— Exercise —
Looking at the data below, report how many lines contain "DocumentResponse", with no other words.

— Supplied material —

impl Validate for StatusUpdateRequest {
    fn validate(&self) -> Result<(), String> {
        if ApplicationStatus::from_name(&self.status).is_none() {
            return Err(format!("unknown status '{}'", self.status));
        }
        Ok(())
    }
}

#[derive(Debug, Serialize, ToSchema)]
pub struct ApplicationResponse {
    pub id: Uuid,
    pub application_number: String,
    pub status: String,
    pub business_name: String,
    pub business_type: String,
    pub phone_number: String,
    pub national_id: String,
    pub business_address: String,
    pub user_id: Uuid,
    pub permit_type_id: Uuid,
    pub assigned_officer_id: Option<Uuid>,
    pub submitted_at: Option<DateTime<Utc>>,
    pub created_at: DateTime<Utc>,
    pub updated_at: DateTime<Utc>,
    pub version: i64,
}

impl From<Application> for ApplicationResponse {
    fn from(a: Application) -> Self {
        Self {
            id: *a.id.as_uuid(),
            application_number: a.application_number.to_string(),
            status: a.status.as_str().to_string(),
            business_name: a.business.business_name,
            business_type: a.business.business_type.as_str().to_string(),
            phone_number: a.business.phone_number.as_str().to_string(),
            national_id: a.business.national_id.as_str().to_string(),
            business_address: a.business.business_address,
            user_id: *a.user_id.as_uuid(),
            permit_type_id: *a.permit_type_id.as_uuid(),
            assigned_officer_id: a.assigned_officer_id.map(|id| *id.as_uuid()),
            submitted_at: a.submitted_at.map(|t| *t.as_datetime()),
            created_at: *a.created_at.as_datetime(),
            updated_at: *a.updated_at.as_datetime(),
            version: a.version,
        }
    }
}

#[derive(Debug, Serialize, ToSchema)]
pub struct DocumentResponse {
    pub id: Uuid,
    pub file_name: String,
    pub original_name: String,
    pub file_size: i64,
    pub mime_type: String,
    pub document_type: String,
    pub document_label: String,
    pub file_url: String,
    pub created_at: DateTime<Utc>,
}

impl From<Document> for DocumentResponse {
    fn from(d: Document) -> Self {
        Self {
            id: *d.id.as_uuid(),
            file_name: d.file_name,
            original_name: d.original_name,
            file_size: d.file_size,
            mime_type: d.mime_type,
            document_type: d.document_type.as_str().to_string(),
            document_label: d.document_type.label().to_string(),
            file_url: d.file_url,
            created_at: *d.created_at.as_datetime(),
        }
    }
}

#[derive(Debug, Serialize, ToSchema)]
pub struct TimelineEntryResponse {
    pub status: String,
    pub label: String,
    /// document, check, clock, alert or payment.
    pub icon: String,
    pub actor_name: String,
    pub timestamp: DateTime<Utc>,
    pub comment: Option<String>,
    pub is_current: bool,
}

impl From<TimelineEntry> for TimelineEntryResponse {
    fn from(e: TimelineEntry) -> Self {
        Self {
            status: e.status.as_str().to_string(),
            label: e.label.to_string(),
            icon: e.icon.as_str().to_string(),
            actor_name: e.actor_name,
            timestamp: *e.timestamp.as_datetime(),
            comment: e.comment,
            is_current: e.is_current,
        }
    }
}

/// Convert upload requests, reporting every unknown document category.
pub(crate) fn document_uploads(
    requests: Vec<DocumentUploadRequest>,
) -> Result<Vec<DocumentUpload>, AppError> {
    let mut violations = Vec::new();
    let mut uploads = Vec::with_capacity(requests.len());
    for (i, r) in requests.into_iter().enumerate() {
        match DocumentType::from_name(r.document_type.trim()) {
            Some(document_type) => uploads.push(DocumentUpload {
                file_name: r.file_name,
                original_name: r.original_name,
                file_size: r.file_size,
                mime_type: r.mime_type,
                document_type,
                file_url: r.file_url,
            }),
            None => violations.push(FieldViolation::new(
                format!("documents[{i}].document_type"),
                format!("unknown document type '{}'", r.document_type),
            )),
        }
    }
    if violations.is_empty() {
        Ok(uploads)
    } else {
        Err(AppError::InvalidFields(violations))
    }
}

/// Check the whole submission form at once: business field violations
/// first, then unknown document categories, reported together.
pub(crate) fn submission_form(
    business: BusinessDetailsInput,
    documents: Vec<DocumentUploadRequest>,
) -> Result<(BusinessDetailsInput, Vec<DocumentUpload>), AppError> {
    let mut violations = match BusinessDetails::parse(business.clone()) {
        Ok(_) => Vec::new(),
        Err(ValidationError::Fields(v)) => v,
        Err(other) => return Err(other.into()),
    };
    match document_uploads(documents) {
        Ok(uploads) if violations.is_empty() => Ok((business, uploads)),
        Ok(_) => Err(AppError::InvalidFields(violations)),
        Err(AppError::InvalidFields(more)) => {
            violations.extend(more);
            Err(AppError::InvalidFields(violations))
        }
        Err(other) => Err(other),
    }
}

// ── Router ──────────────────────────────────────────────────────────

pub fn router() -> Router<AppState> {
    Router::new()
        .route(
            "/v1/applications",
            get(list_my_applications).post(create_application),
        )
        .route("/v1/applications/drafts", post(save_draft))
        .route("/v1/applications/{number}", get(get_application))
        .route("/v1/applications/{number}/documents", get(list_documents))
        .route("/v1/applications/{number}/timeline", get(get_timeline))
        .route("/v1/applications/{number}/submit", post(submit_draft))
        .route("/v1/applications/{number}/status", post(update_status))
}

// ── Handlers ────────────────────────────────────────────────────────

/// POST /v1/applications: Submit an application with its documents.
#[utoipa::path(
    post,
    path = "/v1/applications",
    request_body = CreateApplicationRequest,
    responses(
        (status = 201, description = "Application submitted", body = ApplicationResponse),
        (status = 404, description = "Permit type not found or inactive", body = crate::error::ErrorBody),
        (status = 422, description = "Invalid fields or incomplete document set", body = crate::error::ErrorBody),
    ),
    tag = "applications"
)]
pub(crate) async fn create_application(
    State(state): State<AppState>,
    caller: CallerIdentity,
    body: Result<Json<CreateApplicationRequest>, JsonRejection>,
) -> Result<(StatusCode, Json<ApplicationResponse>), AppError> {
    let actor = caller.actor()?;
    let req = extract_json(body)?;
    let (business, uploads) = submission_form(req.business.into(), req.documents)?;
    let application = state
        .service
        .create_application(
            actor,
            PermitTypeId::from_uuid(req.permit_type_id),
            business,
            uploads,
        )
        .await?;
    Ok((StatusCode::CREATED, Json(application.into())))
}

/// GET /v1/applications: The caller's applications, newest first.
#[utoipa::path(
    get,
    path = "/v1/applications",
    responses(
        (status = 200, description = "Caller's applications", body = Vec<ApplicationResponse>),
    ),
    tag = "applications"
)]
pub(crate) async fn list_my_applications(
    State(state): State<AppState>,
    caller: CallerIdentity,
) -> Result<Json<Vec<ApplicationResponse>>, AppError> {
    let owner = caller.require_user()?;
    let applications = state.service.my_applications(owner).await?;
    Ok(Json(applications.into_iter().map(Into::into).collect()))
}

/// POST /v1/applications/drafts: Save a draft application.
#[utoipa::path(
    post,
    path = "/v1/applications/drafts",
    request_body = DraftRequest,
    responses(
        (status = 201, description = "Draft saved", body = ApplicationResponse),
        (status = 422, description = "Invalid fields", body = crate::error::ErrorBody),
    ),
    tag = "applications"
)]
pub(crate) async fn save_draft(
    State(state): State<AppState>,
    caller: CallerIdentity,
    body: Result<Json<DraftRequest>, JsonRejection>,
) -> Result<(StatusCode, Json<ApplicationResponse>), AppError> {
    let actor = caller.actor()?;
    let req = extract_json(body)?;
    let application = state
        .service
        .save_draft(
            actor,
            PermitTypeId::from_uuid(req.permit_type_id),
            req.business.into(),
        )
        .await?;
    Ok((StatusCode::CREATED, Json(application.into())))
}

/// GET /v1/applications/{number}: One application.
#[utoipa::path(
    get,
    path = "/v1/applications/{number}",
    params(("number" = String, Path, description = "Application number")),
    responses(
        (status = 200, description = "Application found", body = ApplicationResponse),
        (status = 403, description = "Not the caller's application", body = crate::error::ErrorBody),
        (status = 404, description = "Application not found", body = crate::error::ErrorBody),
    ),
    tag = "applications"
)]
pub(crate) async fn get_application(
    State(state): State<AppState>,
    caller: CallerIdentity,
    Path(number): Path<String>,
) -> Result<Json<ApplicationResponse>, AppError> {
    let number = application_number(&number)?;
    let application = state.service.get_application(&caller, &number).await?;
    Ok(Json(application.into()))
}

/// GET /v1/applications/{number}/documents: Attached documents.
#[utoipa::path(
    get,
    path = "/v1/applications/{number}/documents",
    params(("number" = String, Path, description = "Application number")),
    responses(
        (status = 200, description = "Documents", body = Vec<DocumentResponse>),
        (status = 403, description = "Not the caller's application", body = crate::error::ErrorBody),
        (status = 404, description = "Application not found", body = crate::error::ErrorBody),
    ),
    tag = "applications"
)]
pub(crate) async fn list_documents(
    State(state): State<AppState>,
    caller: CallerIdentity,
    Path(number): Path<String>,
) -> Result<Json<Vec<DocumentResponse>>, AppError> {
    let number = application_number(&number)?;
    let documents = state.service.list_documents(&caller, &number).await?;
    Ok(Json(documents.into_iter().map(Into::into).collect()))
}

— Output for this task —
4